▶ _Exercise_
Reproduce this listing from its first line through the line with "pub trait MemoryStore: Send", inclusive, leaving out all that follows.
***** Records shown
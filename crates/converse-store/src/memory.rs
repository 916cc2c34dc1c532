//! The memory store interface consumed by the conversation engine.
//!
//! [`MemoryStore`] is the only storage surface the orchestrator and the
//! retrieval engine see. [`SqliteMemoryStore`] implements it on top of the
//! conversation log, the fact store and the vector index, and also hands out
//! those stores directly for administrative surfaces (history paging,
//! trash management).

use std::sync::Arc;
use std::time::Duration;

use async_trait::async_trait;
use serde::{Deserialize, Serialize};

use crate::conversation::{ConversationStore, MessageStatus, NewMessage, StoredMessage};
use crate::db::Database;
use crate::embedding::Embedder;
use crate::error::StoreResult;
use crate::facts::{Fact, FactStore};
use crate::vector::{KIND_CONVERSATION, RecordMetadata, ScoredRecord, VectorStore};

/// Counts of rows removed by [`MemoryStore::purge_expired`].
#[derive(Debug, Clone, Copy, Default, PartialEq, Eq, Serialize, Deserialize)]
pub struct PurgeReport {
    pub memory_records: u64,
    pub conversations: u64,
}

/// Storage operations used by the conversation engine.
///
/// Every method is a single-record operation and atomic on its own;
/// implementations must tolerate concurrent callers.
#[async_trait]
pub trait MemoryStore: Send + Sync {
    /// Index `text` for similarity search. Returns the record id.
    async fn add_vector(&self, text: &str, metadata: RecordMetadata) -> StoreResult<String>;

    /// Nearest live records to `text`, ascending distance, ties newest first.
    async fn query_vector(
        &self,
        text: &str,
        k: usize,
        owner: Option<&str>,
    ) -> StoreResult<Vec<ScoredRecord>>;

    async fn soft_delete(&self, id: &str) -> StoreResult<()>;

    /// Idempotent: restoring a live record succeeds without change.
    async fn restore(&self, id: &str) -> StoreResult<()>;

    /// Drop trashed memory records and conversations older than `retention`.
    async fn purge_expired(&self, retention: Duration) -> StoreResult<PurgeReport>;

    async fn get_fact(&self, owner: &str, key: &str) -> StoreResult<Option<Fact>>;

    async fn set_fact(&self, owner: &str, key: &str, value: &str) -> StoreResult<Fact>;

    async fn delete_fact(&self, owner: &str, key: &str) -> StoreResult<bool>;

    async fn list_facts(&self, owner: &str) -> StoreResult<Vec<Fact>>;

    /// Append to a session's log. Returns the message id.
    async fn append_message(&self, session_id: &str, message: NewMessage) -> StoreResult<i64>;

    async fn set_message_status(&self, message_id: i64, status: MessageStatus) -> StoreResult<()>;

    /// The last `limit` messages of a session (all when `None`), oldest first.
    async fn list_messages(
        &self,
        session_id: &str,
        limit: Option<u32>,
    ) -> StoreResult<Vec<StoredMessage>>;

    /// Index one user/assistant exchange as a `conversation` record.
    async fn add_conversation(
        &self,
        user: &str,
        assistant: &str,
        metadata: RecordMetadata,
    ) -> StoreResult<String> {
        let text = format!("User: {user}\nAssistant: {assistant}");
        let metadata = RecordMetadata {
            kind: KIND_CONVERSATION.to_string(),
            ..metadata
        };
        self.add_vector(&text, metadata).await
    }
}

/// [`MemoryStore`] over a single SQLite database.
#[derive(Clone)]
pub struct SqliteMemoryStore {
    db: Database,
    conversations: ConversationStore,
    facts: FactStore,
    vectors: VectorStore,
}

impl SqliteMemoryStore {
    pub fn new(db: Database, embedder: Arc<dyn Embedder>) -> Self {
        Self {
            conversations: ConversationStore::new(db.clone()),
            facts: FactStore::new(db.clone()),
            vectors: VectorStore::new(db.clone(), embedder),
            db,
        }
    }

    pub fn database(&self) -> &Database {
        &self.db
    }

    pub fn conversations(&self) -> &ConversationStore {
        &self.conversations
    }

    pub fn facts(&self) -> &FactStore {
        &self.facts
    }

    pub fn vectors(&self) -> &VectorStore {
        &self.vectors
    }
}

#[async_trait]
impl MemoryStore for SqliteMemoryStore {
    async fn add_vector(&self, text: &str, metadata: RecordMetadata) -> StoreResult<String> {
        self.vectors.add(text, metadata).await
    }

    async fn query_vector(
        &self,
        text: &str,
        k: usize,
        owner: Option<&str>,
    ) -> StoreResult<Vec<ScoredRecord>> {
        self.vectors.query(text, k, owner).await
    }

    async fn soft_delete(&self, id: &str) -> StoreResult<()> {
        self.vectors.soft_delete(id).await
    }

    async fn restore(&self, id: &str) -> StoreResult<()> {
        self.vectors.restore(id).await
    }

    async fn purge_expired(&self, retention: Duration) -> StoreResult<PurgeReport> {
        Ok(PurgeReport {
            memory_records: self.vectors.purge_expired(retention).await?,
            conversations: self.conversations.purge_expired(retention).await?,
        })
    }

    async fn get_fact(&self, owner: &str, key: &str) -> StoreResult<Option<Fact>> {
        self.facts.get(owner, key).await
    }

    async fn set_fact(&self, owner: &str, key: &str, value: &str) -> StoreResult<Fact> {
        self.facts.set(owner, key, value).await
    }

    async fn delete_fact(&self, owner: &str, key: &str) -> StoreResult<bool> {
        self.facts.delete(owner, key).await
    }

    async fn list_facts(&self, owner: &str) -> StoreResult<Vec<Fact>> {
        self.facts.list(owner).await
    }

    async fn append_message(&self, session_id: &str, message: NewMessage) -> StoreResult<i64> {
        self.conversations.append(session_id, message).await
    }

    async fn set_message_status(&self, message_id: i64, status: MessageStatus) -> StoreResult<()> {
        self.conversations.set_status(message_id, status).await
    }

    async fn list_messages(
        &self,
        session_id: &str,
        limit: Option<u32>,
    ) -> StoreResult<Vec<StoredMessage>> {
        self.conversations.messages(session_id, limit).await
    }
}

#[cfg(test)]
mod tests {
    use super::*;
    use crate::embedding::HashingEmbedder;

    async fn store() -> SqliteMemoryStore {
        let db = Database::in_memory_migrated().await.unwrap();
        SqliteMemoryStore::new(db, Arc::new(HashingEmbedder::default()))
    }

    #[tokio::test]
    async fn add_conversation_formats_exchange() {
        let store = store().await;
        let id = store
            .add_conversation("hi", "hello there", RecordMetadata::new("ignored").owner("me"))
            .await
            .unwrap();
        let record = store.vectors().get(&id).await.unwrap();
        assert_eq!(record.text, "User: hi\nAssistant: hello there");
        assert_eq!(record.metadata.kind, KIND_CONVERSATION);
        assert_eq!(record.metadata.owner, "me");
    }

    #[tokio::test]
    async fn purge_expired_reports_both_kinds() {
        let store = store().await;
        let id = store.add_vector("note", RecordMetadata::new("note")).await.unwrap();
        store.soft_delete(&id).await.unwrap();
        store.append_message("s", NewMessage::user("x")).await.unwrap();
        store.conversations().trash("s").await.unwrap();

        let report = store.purge_expired(Duration::ZERO).await.unwrap();
        assert_eq!(report, PurgeReport { memory_records: 1, conversations: 1 });
    }

    #[tokio::test]
    async fn trait_object_is_usable() {
        let store: Arc<dyn MemoryStore> = Arc::new(store().await);
        store.set_fact("me", "k", "v").await.unwrap();
        assert_eq!(store.get_fact("me", "k").await.unwrap().unwrap().value, "v");
        assert_eq!(store.list_facts("me").await.unwrap().len(), 1);
    }
}
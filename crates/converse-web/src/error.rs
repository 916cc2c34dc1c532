//! HTTP error responses.
//!
//! Every failing handler answers with `{"kind": .., "reason": ..}` built from
//! the error's `Display` text, never its debug form.

use axum::Json;
use axum::http::StatusCode;
use axum::response::{IntoResponse, Response};
use converse_agent::{AgentError, ErrorKind};
use converse_store::StoreError;
use serde_json::json;

/// An error on its way to the client.
#[derive(Debug)]
pub struct ApiError {
    pub status: StatusCode,
    pub kind: ErrorKind,
    pub reason: String,
}

impl ApiError {
    pub fn new(status: StatusCode, kind: ErrorKind, reason: impl Into<String>) -> Self {
        Self {
            status,
            kind,
            reason: reason.into(),
        }
    }

    pub fn bad_request(reason: impl Into<String>) -> Self {
        Self::new(StatusCode::BAD_REQUEST, ErrorKind::Policy, reason)
    }

    /// Status code for a terminal error of the given kind.
    pub fn status_for(kind: ErrorKind) -> StatusCode {
        match kind {
            ErrorKind::Policy => StatusCode::BAD_REQUEST,
            ErrorKind::Provider | ErrorKind::Retrieval | ErrorKind::Tool => StatusCode::BAD_GATEWAY,
            ErrorKind::Cancelled => StatusCode::CONFLICT,
            ErrorKind::Persistence | ErrorKind::Internal => StatusCode::INTERNAL_SERVER_ERROR,
        }
    }
}

impl From<AgentError> for ApiError {
    fn from(err: AgentError) -> Self {
        let status = match &err {
            AgentError::SessionBusy { .. } => StatusCode::CONFLICT,
            AgentError::Store(store) => return store_error(store),
            other => Self::status_for(other.kind()),
        };
        Self::new(status, err.kind(), err.to_string())
    }
}

impl From<StoreError> for ApiError {
    fn from(err: StoreError) -> Self {
        store_error(&err)
    }
}

fn store_error(err: &StoreError) -> ApiError {
    let status = match err {
        StoreError::NotFound { .. } => StatusCode::NOT_FOUND,
        StoreError::InvalidArgument(_) => StatusCode::BAD_REQUEST,
        _ => StatusCode::INTERNAL_SERVER_ERROR,
    };
    if status.is_server_error() {
        tracing::error!(error = %err, "store failure");
    }
    ApiError::new(status, ErrorKind::Persistence, err.to_string())
}

impl IntoResponse for ApiError {
    fn into_response(self) -> Response {
        (
            self.status,
            Json(json!({ "kind": self.kind, "reason": self.reason })),
        )
            .into_response()
    }
}

#[cfg(test)]
mod tests {
    use super::*;

    #[test]
    fn busy_is_conflict_and_policy_is_bad_request() {
        let busy = ApiError::from(AgentError::SessionBusy {
            session_id: "s".into(),
        });
        assert_eq!(busy.status, StatusCode::CONFLICT);
        assert_eq!(busy.kind, ErrorKind::Policy);

        let empty = ApiError::from(AgentError::EmptyInput);
        assert_eq!(empty.status, StatusCode::BAD_REQUEST);
        assert_eq!(empty.reason, "empty message");
    }

    #[test]
    fn store_not_found_is_404() {
        let err = ApiError::from(AgentError::Store(StoreError::not_found("conversation", "x")));
        assert_eq!(err.status, StatusCode::NOT_FOUND);
        assert_eq!(err.kind, ErrorKind::Persistence);
    }

    #[test]
    fn provider_failures_are_bad_gateway() {
        let err = ApiError::from(AgentError::ProviderAuth {
            provider: "groq".into(),
            reason: "bad key".into(),
        });
        assert_eq!(err.status, StatusCode::BAD_GATEWAY);
    }
}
**********
▶ _Task solution_
filename crates/converse-store/src/memory.rs
repository 916cc2c34dc1c532
//! The memory store interface consumed by the conversation engine.
//!
//! [`MemoryStore`] is the only storage surface the orchestrator and the
//! retrieval engine see. [`SqliteMemoryStore`] implements it on top of the
//! conversation log, the fact store and the vector index, and also hands out
//! those stores directly for administrative surfaces (history paging,
//! trash management).

use std::sync::Arc;
use std::time::Duration;

use async_trait::async_trait;
use serde::{Deserialize, Serialize};

use crate::conversation::{ConversationStore, MessageStatus, NewMessage, StoredMessage};
use crate::db::Database;
use crate::embedding::Embedder;
use crate::error::StoreResult;
use crate::facts::{Fact, FactStore};
use crate::vector::{KIND_CONVERSATION, RecordMetadata, ScoredRecord, VectorStore};

/// Counts of rows removed by [`MemoryStore::purge_expired`].
#[derive(Debug, Clone, Copy, Default, PartialEq, Eq, Serialize, Deserialize)]
pub struct PurgeReport {
    pub memory_records: u64,
    pub conversations: u64,
}

/// Storage operations used by the conversation engine.
///
/// Every method is a single-record operation and atomic on its own;
/// implementations must tolerate concurrent callers.
#[async_trait]
pub trait MemoryStore: Send + Sync {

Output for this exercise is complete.